-- Input data follows --
//! The in-process event hub.
//!
//! Clients hold a bounded mailbox; broadcast walks the client set under a
//! read lock and enqueues without blocking. A full mailbox drops that
//! delivery and logs, so a slow UI never backs up a core operation.
//! Registration changes (connect, disconnect, subscription edits) take the
//! write half.

use std::collections::{HashMap, HashSet};
use std::net::IpAddr;
use std::sync::Arc;

use stevedore_model::Event;
use tokio::sync::{RwLock, mpsc};
use uuid::Uuid;

use crate::frames::EventFilter;

/// Bounded per-client mailbox depth.
const MAILBOX_DEPTH: usize = 256;

/// Subscription key; `"*"` in either position matches anything.
pub const MATCH_ANY: &str = "*";

#[derive(Debug, thiserror::Error)]
pub enum HubError {
    #[error("too many connections for user {0}")]
    TooManyUserConnections(String),

    #[error("too many connections from {0}")]
    TooManyIpConnections(IpAddr),
}

#[derive(Debug, Clone, Copy)]
pub struct ConnectionLimits {
    pub max_per_user: u32,
    pub max_per_ip: u32,
}

impl Default for ConnectionLimits {
    fn default() -> Self {
        Self {
            max_per_user: 16,
            max_per_ip: 32,
        }
    }
}

struct ClientHandle {
    tx: mpsc::Sender<String>,
    subscriptions: HashSet<(String, String)>,
    filters: Vec<EventFilter>,
    user: Option<String>,
    ip: Option<IpAddr>,
}

impl ClientHandle {
    fn admits(&self, event: &Event) -> bool {
        let subscribed = self.subscriptions.iter().any(|(rt, rid)| {
            (rt == MATCH_ANY || *rt == event.resource_type)
                && (rid == MATCH_ANY || *rid == event.resource_id)
        });
        subscribed || self.filters.iter().any(|f| f.admits(event))
    }
}

#[derive(Clone)]
pub struct EventHub {
    clients: Arc<RwLock<HashMap<Uuid, ClientHandle>>>,
    limits: ConnectionLimits,
}

impl EventHub {
    pub fn new(limits: ConnectionLimits) -> Self {
        Self {
            clients: Arc::new(RwLock::new(HashMap::new())),
            limits,
        }
    }

    /// Admit a new client, enforcing the per-user and per-ip caps, and hand
    /// back its id plus the receive half of its mailbox.
    pub async fn register(
        &self,
        user: Option<String>,
        ip: Option<IpAddr>,
    ) -> Result<(Uuid, mpsc::Receiver<String>), HubError> {
        let mut clients = self.clients.write().await;
        if let Some(user) = &user {
            let count = clients
                .values()
                .filter(|c| c.user.as_deref() == Some(user.as_str()))
                .count();
            if count as u32 >= self.limits.max_per_user {
                return Err(HubError::TooManyUserConnections(user.clone()));
            }
        }
        if let Some(ip) = ip {
            let count = clients.values().filter(|c| c.ip == Some(ip)).count();
            if count as u32 >= self.limits.max_per_ip {
                return Err(HubError::TooManyIpConnections(ip));
            }
        }
        let id = Uuid::new_v4();
        let (tx, rx) = mpsc::channel(MAILBOX_DEPTH);
        clients.insert(
            id,
            ClientHandle {
                tx,
                subscriptions: HashSet::new(),
                filters: Vec::new(),
                user,
                ip,
            },
        );
        tracing::debug!(client = %id, total = clients.len(), "websocket client registered");
        Ok((id, rx))
    }

    pub async fn unregister(&self, id: Uuid) {
        let mut clients = self.clients.write().await;
        clients.remove(&id);
        tracing::debug!(client = %id, total = clients.len(), "websocket client removed");
    }

    pub async fn subscribe(&self, id: Uuid, resource_type: String, resource_id: String) {
        if let Some(client) = self.clients.write().await.get_mut(&id) {
            client.subscriptions.insert((resource_type, resource_id));
        }
    }

    pub async fn unsubscribe(&self, id: Uuid, resource_type: &str, resource_id: &str) {
        if let Some(client) = self.clients.write().await.get_mut(&id) {
            client
                .subscriptions
                .remove(&(resource_type.to_string(), resource_id.to_string()));
        }
    }

    pub async fn set_filters(&self, id: Uuid, filters: Vec<EventFilter>) {
        if let Some(client) = self.clients.write().await.get_mut(&id) {
            client.filters = filters;
        }
    }

    /// Reply to a single client, bypassing subscription matching.
    /// Used for control confirmations.
    pub async fn send_to(&self, id: Uuid, frame: String) {
        if let Some(client) = self.clients.read().await.get(&id)
            && client.tx.try_send(frame).is_err()
        {
            tracing::warn!(client = %id, "mailbox full, dropping control frame");
        }
    }

    /// Fan an event out to every client whose subscriptions or filters
    /// admit it. Per-client delivery is FIFO; cross-client order is not
    /// guaranteed.
    pub async fn publish(&self, event: &Event) {
        let frame = match serde_json::to_string(event) {
            Ok(frame) => frame,
            Err(e) => {
                tracing::error!(error = %e, "failed to serialize event");
                return;
            }
        };
        let clients = self.clients.read().await;
        for (id, client) in clients.iter() {
            if !client.admits(event) {
                continue;
            }
            if client.tx.try_send(frame.clone()).is_err() {
                tracing::warn!(client = %id, event = %event.event_type, "mailbox full, dropping event");
            }
        }
    }

    pub async fn client_count(&self) -> usize {
        self.clients.read().await.len()
    }
}

#[cfg(test)]
mod tests {
    use super::*;

    fn hub() -> EventHub {
        EventHub::new(ConnectionLimits::default())
    }

    #[tokio::test]
    async fn test_subscription_wildcards() {
        let hub = hub();
        let (id, mut rx) = hub.register(None, None).await.unwrap();
        hub.subscribe(id, "task".into(), MATCH_ANY.into()).await;

        hub.publish(&Event::new("task_update", "task", "abc", None))
            .await;
        hub.publish(&Event::new("service_update", "service", "web", None))
            .await;

        let frame = rx.try_recv().unwrap();
        assert!(frame.contains("task_update"));
        assert!(rx.try_recv().is_err());
    }

    #[tokio::test]
    async fn test_filters_are_ored_across_records() {
        let hub = hub();
        let (id, mut rx) = hub.register(None, None).await.unwrap();
        hub.set_filters(
            id,
            vec![
                EventFilter {
                    event_types: vec!["task_update".into()],
                    ..Default::default()
                },
                EventFilter {
                    event_types: vec!["log_entry".into()],
                    ..Default::default()
                },
            ],
        )
        .await;

        hub.publish(&Event::new("log_entry", "task", "abc", None))
            .await;
        assert!(rx.try_recv().is_ok());

        hub.publish(&Event::new("metric_update", "cluster", "default", None))
            .await;
        assert!(rx.try_recv().is_err());
    }

    #[tokio::test]
    async fn test_unmatched_client_receives_nothing() {
        let hub = hub();
        let (_id, mut rx) = hub.register(None, None).await.unwrap();
        hub.publish(&Event::new("task_update", "task", "abc", None))
            .await;
        assert!(rx.try_recv().is_err());
    }

    #[tokio::test]
    async fn test_per_user_connection_cap() {
        let hub = EventHub::new(ConnectionLimits {
            max_per_user: 1,
            max_per_ip: 32,
        });
        let _first = hub.register(Some("alice".into()), None).await.unwrap();
        assert!(matches!(
            hub.register(Some("alice".into()), None).await,
            Err(HubError::TooManyUserConnections(_))
        ));
        // A different user is unaffected
        assert!(hub.register(Some("bob".into()), None).await.is_ok());
    }

    #[tokio::test]
    async fn test_full_mailbox_drops_delivery() {
        let hub = hub();
        let (id, mut rx) = hub.register(None, None).await.unwrap();
        hub.subscribe(id, MATCH_ANY.into(), MATCH_ANY.into()).await;
        for _ in 0..(MAILBOX_DEPTH + 10) {
            hub.publish(&Event::new("task_update", "task", "abc", None))
                .await;
        }
        let mut received = 0;
        while rx.try_recv().is_ok() {
            received += 1;
        }
        assert_eq!(received, MAILBOX_DEPTH);
    }
}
-- Input data concluded --
» Task brief:
Say how many lines of the material contain the word "subscribed", with no other text.

» Result of this exercise:
2